Thursday, January 19, 2012

Do young people want Bubba (Bill Clinton) + Jerry Maguire?

If you are just arriving at SCOOP2012, a reported conversation between myself and my longtime friend and fellow reporter Wesley Lowery, we wish you a warm welcome! Wes and I recently participated in a New York Times forum on the youth vote, and this venue is, we trust, an animated extension of that discussion.

Wes, you raise a critical question.

How can the Republicans buck the anti-GOP trend among more independent-to-progressive leaning 18-30 year-old voters? Well, they'll have to sell American youth that they're getting a rawer an economic deal under President Obama than they did under President Bush. While jobs have returned gradually in the last few months, youth homeless is up, and so is debt amongst millennials. These are quite pervasive and unhappy realities for most young people, and come the general election, Republicans will have to exploit young people's ongoing economic vulnerability, and make a case they will be a better helping hand.

If they simply assert that the young person continue to be battered by the Obama economy, they may deter these voters away from the polling station, but they certainly won't be winning their votes. As we reported after Santorum picked a fight with New Hampshire college students, the most important question may be will the GOP even put young people in play?

(I got the impression from the reactions of students in attendance that Santorum's intolerance for young people's conviction in equality for gays and lesbians solidified his image as a non-millennial candidate and his poor showing in the maverick "live free or die" state.)

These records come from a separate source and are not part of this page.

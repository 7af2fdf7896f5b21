use blake2::{
    digest::consts::{U20, U32},
    Blake2b, Digest,
};

use crate::common::error::ChainClientError;

// base58check prefixes
pub const TZ1: &[u8] = &[6, 161, 159];
pub const KT1: &[u8] = &[2, 90, 121];
pub const EDPK: &[u8] = &[13, 15, 37, 217];
pub const EDSK_SEED: &[u8] = &[13, 15, 58, 7];
pub const EDSK: &[u8] = &[43, 246, 78, 7];
pub const EDSIG: &[u8] = &[9, 245, 205, 134, 18];
pub const BLOCK_HASH: &[u8] = &[1, 52];
pub const OPERATION_HASH: &[u8] = &[5, 116];

pub fn b58check_encode(prefix: &[u8], payload: &[u8]) -> String {
    let mut data = Vec::with_capacity(prefix.len() + payload.len());
    data.extend_from_slice(prefix);
    data.extend_from_slice(payload);

    bs58::encode(data).with_check().into_string()
}

/// decodes a base58check string and strips the expected prefix.
pub fn b58check_decode(prefix: &[u8], value: &str) -> Result<Vec<u8>, ChainClientError> {
    let data = bs58::decode(value).with_check(None).into_vec()?;

    data.strip_prefix(prefix)
        .map(<[u8]>::to_vec)
        .ok_or_else(|| {
            ChainClientError::ParseError(format!("{value} does not carry the expected prefix"))
        })
}

pub fn blake2b_160(data: &[u8]) -> [u8; 20] {
    let mut out = [0u8; 20];
    out.copy_from_slice(&Blake2b::<U20>::digest(data));
    out
}

pub fn blake2b_256(data: &[u8]) -> [u8; 32] {
    let mut out = [0u8; 32];
    out.copy_from_slice(&Blake2b::<U32>::digest(data));
    out
}

/// operation hash (`o..`) of signed operation bytes
pub fn operation_hash(signed_bytes: &[u8]) -> String {
    b58check_encode(OPERATION_HASH, &blake2b_256(signed_bytes))
}

#[cfg(test)]
mod tests {
    use super::*;

    #[test]
    fn test_prefixes_produce_expected_leading_characters() {
        assert!(b58check_encode(TZ1, &[0u8; 20]).starts_with("tz1"));
        assert!(b58check_encode(KT1, &[0u8; 20]).starts_with("KT1"));
        assert!(b58check_encode(EDPK, &[0u8; 32]).starts_with("edpk"));
        assert!(b58check_encode(EDSK_SEED, &[0u8; 32]).starts_with("edsk"));
        assert!(b58check_encode(EDSK, &[0u8; 64]).starts_with("edsk"));
        assert!(b58check_encode(EDSIG, &[0u8; 64]).starts_with("edsig"));
        assert!(b58check_encode(OPERATION_HASH, &[0u8; 32]).starts_with('o'));
    }

    #[test]
    fn test_decode_checks_prefix() {
        let encoded = b58check_encode(TZ1, &[7u8; 20]);
        assert_eq!(b58check_decode(TZ1, &encoded).unwrap(), vec![7u8; 20]);

        assert!(matches!(
            b58check_decode(KT1, &encoded),
            Err(ChainClientError::ParseError(_))
        ));
    }

    #[test]
    fn test_decode_rejects_bad_checksum() {
        let mut encoded = b58check_encode(TZ1, &[7u8; 20]);
        let last = encoded.pop().unwrap();
        encoded.push(if last == '1' { '2' } else { '1' });

        assert!(matches!(
            b58check_decode(TZ1, &encoded),
            Err(ChainClientError::KeyError(_))
        ));
    }

    #[test]
    fn test_digest_lengths() {
        assert_eq!(blake2b_160(b"tezos").len(), 20);
        assert_ne!(blake2b_256(b"a"), blake2b_256(b"b"));
    }
}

Ron Paul has put young people in play, concentrating on the plight of the American economy and promising to end foreign interventions that don't put America first. Jon Huntsman tried appealing to the center, but it couldn't overpower the GOP establishment. Will Romney remain glued to economic talking points on taxation, deficit reduction and other fiscal issues that do NOT stress solutions for young people's most immediate problems.

You're absolutely right, Wes: President Obama will have to - and it will be a challenge - argue that "change takes time." Young people are most responsive to quick results, and many will understandably ask is "Yes, we did" accurate in response to Obama's 2008 "Yes, we can" slogan. But, as we've reported here, the nation's economic predicament was too entrenched for a one-term fix. Will "We did what we could?" be persuasive enough?

My take: What will resonate for young people from Obama is the same thing youth will search for in a GOP candidate: Concrete plans to take loan-ridden college students out red ink, and a specific agenda to increase social mobility for a generation that witnesses a 99% and a 1% but no thriving middle class.

Wes, here's my question: Isn't the winner in 2012, for young people especially, the candidate who can hone the more convincing, unpretentious and steady message on the economy? In other words, "I feel your pain" combined with "Help me, help you" (i.e. Bill 'Bubba' Clinton + Jerry Maguire).